Richard Nixon was elected president based on a vow to restore “law and order” to America. To prove that it intended to keep that promise, the White House in 1969 launched Operation Intercept along the Mexican border. This massive “stop and search” operation so badly damaged relations with Mexico, however, that National Security Advisor Henry Kissinger formed the Ad Hoc Committee on Narcotics (the Heroin Committee) to coordinate drug policy and prevent further diplomatic disasters.

The Heroin Committee was composed of cabinet members represented by their deputies. James Ludlum represented CIA Director Richard Helms. A member of the CIA’s Counter-Intelligence staff, Ludlum had been the CIA’s liaison officer to the FBN since 1962.

“When Kissinger set up the Heroin Committee,” Ludlum recalled, “the CIA certainly didn’t take it seriously, because drug control wasn’t part of their mission.”

Indeed, as John Evans noted above, and as the government was aware, the CIA for years had sanctioned the heroin traffic from the Golden Triangle region of Burma, Thailand and Laos into South Vietnam as a way of rewarding top foreign officials for advancing U.S. policies. This reality presented the Nixon White House with a dilemma, given that addiction among U.S. troops in Vietnam was soaring, and that massive amounts of Southeast Asian heroin were being smuggled into the U.S., for use by middle-class white kids on the verge of revolution.

Nixon’s response was to make drug law enforcement part of the CIA’s mission. Although reluctant to betray the CIA’s clients in South Vietnam, Helms told Ludlum: “We’re going to break their rice bowls.”

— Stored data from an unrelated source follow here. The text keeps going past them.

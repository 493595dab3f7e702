use std::cell::Cell;
use std::rc::Rc;

use wasm_bindgen::JsCast;
use wasm_bindgen::closure::Closure;
use web_sys::{Element, HtmlElement, ScrollBehavior, ScrollToOptions};
use yew::prelude::*;

use crate::model::Item;
use crate::state::{CarouselAction, CarouselState, ScrollCommand};

/// Quiet period after the last `scroll` event before the strip counts as settled.
/// Covers browsers that never fire `scrollend`.
pub const SETTLE_DEBOUNCE_MS: i32 = 100;

fn apply_scroll(el: &Element, cmd: ScrollCommand) {
    let opts = ScrollToOptions::new();
    opts.set_left(cmd.offset);
    opts.set_behavior(if cmd.animated {
        ScrollBehavior::Smooth
    } else {
        ScrollBehavior::Instant
    });
    el.scroll_to_with_scroll_to_options(&opts);
}

/// Drives a horizontally scrolling, snapping strip of padded slides for `items`.
///
/// Measures the slot stride from the strip element (slide width + `spacing`),
/// applies every scroll command the controller issues, and feeds the end of each
/// scroll back in as a settle. Re-measures on window resize.
#[hook]
pub fn use_loop_strip(
    strip_ref: NodeRef,
    items: Rc<Vec<Item>>,
    spacing: f64,
    initial_index: usize,
) -> UseReducerHandle<CarouselState> {
    let len = items.len();
    let state = use_reducer(move || CarouselState::new(len, 0.0));

    // (Re)initialize on every new item list and keep the stride in sync with layout
    {
        let dispatcher = state.dispatcher();
        let strip_ref = strip_ref.clone();
        use_effect_with((items, spacing), move |(items, spacing)| {
            let len = items.len();
            let spacing = *spacing;
            let measure = move || {
                strip_ref
                    .cast::<HtmlElement>()
                    .map(|el| el.client_width() as f64 + spacing)
                    .unwrap_or(0.0)
            };
            let stride = measure();
            log::debug!("strip reset: {len} items, stride {stride}");
            dispatcher.dispatch(CarouselAction::Reset { len, stride });
            if initial_index > 0 {
                dispatcher.dispatch(CarouselAction::JumpTo(initial_index));
            }
            let window = web_sys::window();
            let resize_cb = {
                let dispatcher = dispatcher.clone();
                Closure::wrap(Box::new(move |_e: web_sys::Event| {
                    dispatcher.dispatch(CarouselAction::Resize { stride: measure() });
                }) as Box<dyn FnMut(_)>)
            };
            if let Some(w) = &window {
                w.add_event_listener_with_callback("resize", resize_cb.as_ref().unchecked_ref())
                    .ok();
            }
            move || {
                if let Some(w) = window {
                    let _ = w.remove_event_listener_with_callback(
                        "resize",
                        resize_cb.as_ref().unchecked_ref(),
                    );
                }
            }
        });
    }

    // Apply each new scroll command to the DOM
    {
        let strip_ref = strip_ref.clone();
        let command = state.command;
        use_effect_with(state.command_seq, move |_| {
            if let (Some(cmd), Some(el)) = (command, strip_ref.cast::<Element>()) {
                apply_scroll(&el, cmd);
            }
            || ()
        });
    }

    // Settle: resolve the resting index once scrolling stops. `scrollend` where the
    // browser has it, otherwise a debounce on `scroll`. Repeated settles are no-ops.
    {
        let dispatcher = state.dispatcher();
        use_effect_with(len > 0, move |_| {
            let el = strip_ref.cast::<HtmlElement>();
            let window = web_sys::window();
            let pending: Rc<Cell<Option<i32>>> = Rc::new(Cell::new(None));
            let settle: Rc<dyn Fn()> = {
                let el = el.clone();
                Rc::new(move || {
                    if let Some(el) = &el {
                        dispatcher.dispatch(CarouselAction::Settle {
                            offset: el.scroll_left() as f64,
                        });
                    }
                })
            };
            let cancel_pending = {
                let window = window.clone();
                let pending = pending.clone();
                move || {
                    if let (Some(w), Some(id)) = (&window, pending.take()) {
                        w.clear_timeout_with_handle(id);
                    }
                }
            };
            let debounced_cb = {
                let settle = settle.clone();
                let pending = pending.clone();
                Closure::wrap(Box::new(move || {
                    pending.set(None);
                    settle();
                }) as Box<dyn FnMut()>)
            };
            let scroll_cb = {
                let window = window.clone();
                let pending = pending.clone();
                let cancel_pending = cancel_pending.clone();
                let debounced = debounced_cb.as_ref().unchecked_ref::<js_sys::Function>().clone();
                Closure::wrap(Box::new(move |_e: web_sys::Event| {
                    cancel_pending();
                    if let Some(w) = &window {
                        pending.set(
                            w.set_timeout_with_callback_and_timeout_and_arguments_0(
                                &debounced,
                                SETTLE_DEBOUNCE_MS,
                            )
                            .ok(),
                        );
                    }
                }) as Box<dyn FnMut(_)>)
            };
            let scrollend_cb = {
                let cancel_pending = cancel_pending.clone();
                Closure::wrap(Box::new(move |_e: web_sys::Event| {
                    cancel_pending();
                    settle();
                }) as Box<dyn FnMut(_)>)
            };
            if let Some(el) = &el {
                for (name, cb) in [("scroll", &scroll_cb), ("scrollend", &scrollend_cb)] {
                    el.add_event_listener_with_callback(name, cb.as_ref().unchecked_ref())
                        .ok();
                }
            }
            move || {
                if let Some(el) = el {
                    for (name, cb) in [("scroll", &scroll_cb), ("scrollend", &scrollend_cb)] {
                        let _ = el.remove_event_listener_with_callback(name, cb.as_ref().unchecked_ref());
                    }
                }
                cancel_pending();
                drop(debounced_cb);
            }
        });
    }

    state
}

This betrayal occurred incrementally. Fred Dick, the BNDD agent assigned to Saigon, passed the names of the complicit military officers and politicians to the White House. But, as Dick recalled, “Ambassador [Ellsworth] Bunker called a meeting in Saigon at which CIA Station Chief Ted Shackley appeared and explained that there was ‘a delicate balance.’ What he said, in effect, was that no one was willing to do anything.”

Meanwhile, to protect its global network of drug trafficking assets, the CIA began infiltrating the BNDD and commandeering its internal security, intelligence, and foreign operations branches. This massive reorganization required the placement of CIA officers in influential positions in every federal agency concerned with drug law enforcement.

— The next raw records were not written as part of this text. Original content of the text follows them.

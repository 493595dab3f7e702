use yew_loop_carousel::components::App;
use yew_loop_carousel::util::init_logging;

fn main() {
    init_logging(log::LevelFilter::Info);
    yew::Renderer::<App>::new().render();
}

CIA Officer Paul Van Marx, for example, was assigned as the U.S. Ambassador to France’s assistant on narcotics. From this vantage point, Van Marx ensured that BNDD conspiracy cases against European traffickers did not compromise CIA operations and assets. Van Marx also vetted potential BNDD assets to make sure they were not enemy spies.

The FBN never had more than 16 agents stationed overseas, but Nixon dramatically increased funding for the BNDD and hundreds of agents were posted abroad. The success of these overseas agents soon came to depend on CIA intelligence, as BNDD Director John Ingersoll understood.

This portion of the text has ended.